Government Interest in the Issue:

With a stalled WTO process, the shift for U.S. policymakers have been to focus on finishing smaller bilateral and regional investment and trade deals. Through the North American Free Trade Agreement enacted in 1994, Canada and Mexico were able to trade freely with the United States. However, with Trump ordering the withdrawal of the TPP deal in January 2017, instead, pushing for an emphasis on bilateral deals, the United States may be largely setback in creating the coveted open market, and globalist trade agreement Trump’s predecessors wanted and worked towards. This then presents the main issue, the withdrawal from the Trans-Pacific Partnership (TPP).

The TPP is the often called a ‘megaregional’ deal because it spans several continents. What began in 2002 and a few Pacific Rim countries culminated in Former President Barack Obamas push towards a trade agreement with Asia-centered negotiations. By 2015, TPP included twelve nations, one of which was Japan. China was not part of the list of participating countries.

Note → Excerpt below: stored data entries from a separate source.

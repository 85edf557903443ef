//! Stage 4: single-group lectures.
//!
//! Same day policy as stage 1 (Mon-Wed primary) but with Thu-Fri as
//! fallback once the primary days are exhausted, and gap-filling inside
//! the group's existing schedule to keep windows down.

use super::complexity::{complexity_score, group_available_slots, ScoreInputs};
use super::search::order_days_by_load;
use super::subgroup::schedule_standard;
use super::{PipelineState, StageOutcome};
use crate::types::{
    Day, SchedulerConfig, Stream, StreamId, StreamType, UnscheduledStream, WeekType,
};
use std::collections::{HashMap, HashSet};
use tracing::debug;

pub(crate) fn run(
    state: &mut PipelineState,
    config: &SchedulerConfig,
    streams: &[Stream],
    scheduled: &HashSet<StreamId>,
) -> StageOutcome {
    let candidates: Vec<&Stream> = streams
        .iter()
        .filter(|s| {
            s.stream_type == StreamType::Lecture
                && s.groups.len() == 1
                && !scheduled.contains(&s.id)
        })
        .collect();
    debug!(candidates = candidates.len(), "stage 4 filter");

    let mut instructor_streams: HashMap<String, u32> = HashMap::new();
    for stream in &candidates {
        *instructor_streams
            .entry(stream.instructor_id().as_str().to_string())
            .or_insert(0) += 1;
    }

    let lecture_days: Vec<Day> = Day::PRIMARY
        .iter()
        .chain(Day::FALLBACK.iter())
        .copied()
        .collect();

    let mut scored: Vec<(f64, &Stream)> = candidates
        .iter()
        .map(|stream| {
            let shift = stream.shift(&config.second_shift_groups);
            let inputs = ScoreInputs {
                instructor_load: instructor_streams
                    .get(stream.instructor_id().as_str())
                    .copied()
                    .unwrap_or(1),
                group_available_slots: group_available_slots(
                    state,
                    &stream.groups[0],
                    &lecture_days,
                    shift,
                ),
                has_room_constraint: config.subject_rooms.contains_key(&stream.subject),
                is_flexible: config.is_flexible_subject(&stream.subject),
            };
            (complexity_score(stream, &config.tuning.weights, inputs), *stream)
        })
        .collect();
    scored.sort_by(|a, b| b.0.total_cmp(&a.0));

    let mut outcome = StageOutcome::default();
    for (_, stream) in scored {
        let hours = stream.hours_for(WeekType::Both);
        if hours == 0 {
            continue;
        }
        let shift = stream.shift(&config.second_shift_groups);
        let flexible = config.is_flexible_subject(&stream.subject);

        // Primary days ordered for consolidation, then the fixed fallback
        // tail; flexible subjects treat the whole week as one bucket
        let order = |st: &PipelineState| -> Vec<Day> {
            if flexible {
                order_days_by_load(st, &stream.groups, &Day::ALL)
            } else {
                let mut days = order_days_by_load(st, &stream.groups, &Day::PRIMARY);
                days.extend(Day::FALLBACK);
                days
            }
        };

        match schedule_standard(state, stream, shift, hours, WeekType::Both, &order) {
            Ok(assignments) => outcome.assignments.extend(assignments),
            Err((reason, details)) => outcome
                .unscheduled
                .push(UnscheduledStream::from_stream(stream, reason, details)),
        }
    }
    outcome
}

#[cfg(test)]
mod tests {
    use super::*;
    use crate::types::{InstructorId, Room, StreamHours};

    fn lecture(id: &str, group: &str, instructor: &str) -> Stream {
        Stream {
            id: StreamId(id.to_string()),
            subject: format!("Subj-{id}"),
            stream_type: StreamType::Lecture,
            instructor: instructor.to_string(),
            language: String::new(),
            groups: vec![group.to_string()],
            student_count: 25,
            hours: StreamHours { odd: 1, even: 1 },
            is_subgroup: false,
            is_implicit_subgroup: false,
            paired_stream_id: None,
        }
    }

    fn config() -> SchedulerConfig {
        SchedulerConfig::with_rooms(vec![
            Room {
                name: "101".to_string(),
                capacity: 30,
                address: "Addr1".to_string(),
                is_special: false,
            },
            Room {
                name: "102".to_string(),
                capacity: 30,
                address: "Addr1".to_string(),
                is_special: false,
            },
        ])
    }

    #[test]
    fn test_places_single_group_lecture() {
        let config = config();
        let mut state = PipelineState::new(&config);
        let streams = vec![lecture("a", "СТР-21 О", "Ivanov")];
        let outcome = run(&mut state, &config, &streams, &HashSet::new());

        assert_eq!(outcome.assignments.len(), 1);
        assert!(Day::PRIMARY.contains(&outcome.assignments[0].day));
    }

    #[test]
    fn test_falls_back_to_thursday_when_primary_full() {
        let config = config();
        let mut state = PipelineState::new(&config);

        // Fill every second-shift slot of Mon-Wed for the group
        let instructor = InstructorId::normalize("Busy");
        let groups = vec!["СТР-21 О".to_string()];
        for day in Day::PRIMARY {
            for slot in [6, 7, 8, 9, 10, 11, 12, 13] {
                state.conflicts.reserve(
                    &instructor,
                    &groups,
                    day,
                    slot,
                    WeekType::Both,
                    "Addr1",
                );
            }
        }

        // Daily load of 8 already exceeds the cap on those days; the
        // lecture must land on a fallback day
        let streams = vec![lecture("a", "СТР-21 О", "Ivanov")];
        let outcome = run(&mut state, &config, &streams, &HashSet::new());

        assert_eq!(outcome.assignments.len(), 1);
        assert!(Day::FALLBACK.contains(&outcome.assignments[0].day));
    }

    #[test]
    fn test_skips_already_scheduled() {
        let config = config();
        let mut state = PipelineState::new(&config);
        let streams = vec![lecture("a", "СТР-21 О", "Ivanov")];
        let scheduled = HashSet::from([StreamId("a".to_string())]);
        let outcome = run(&mut state, &config, &streams, &scheduled);
        assert!(outcome.assignments.is_empty());
    }

    #[test]
    fn test_two_hour_lecture_contiguous() {
        let config = config();
        let mut state = PipelineState::new(&config);
        let mut s = lecture("a", "СТР-21 О", "Ivanov");
        s.hours = StreamHours { odd: 2, even: 2 };
        let outcome = run(&mut state, &config, &[s], &HashSet::new());

        assert_eq!(outcome.assignments.len(), 2);
        let (a, b) = (&outcome.assignments[0], &outcome.assignments[1]);
        assert_eq!(a.day, b.day);
        assert_eq!(a.room, b.room);
        assert_eq!(b.slot, a.slot + 1);
    }
}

TPP countries make up 44 percent of the exports from the United States with a whopping 85 percent total United States agriculture exports. While tariffs for trade were already low, the TPP deal aimed to set up reform to include streamlining regulations and customs, promotions of transparent and competitive business laws, liberalization of protected sectors, reinforcing intellectual property safeguards, and enforcement of environmental and labor standards. The objective was to generate a complete integrated financial region as well as establish ongoing rules for the increasing rise of global investment.

President Trump aimed to remove the United States from TPP as well as renegotiate the terms of NAFTA. In a recent round of NAFTA renegotiations on October 17, 2017, everything ended in a stalemate with Mexico and Canada, the partners in the NAFTA agreement. The Trump Administrations list of demands may hinder any progress and could stall renegotiations through March 2018. These changes in agreements may signal a dramatic shift away from the open markets and trade scenario and put the United States back in relation to becoming the biggest trader in the world. Trump’s January 2017 executive order to renegotiate NAFTA has generated rounds of renegotiations that have led to a waste of resources and time that can affect the American economy in Canada, Mexico, and the United States.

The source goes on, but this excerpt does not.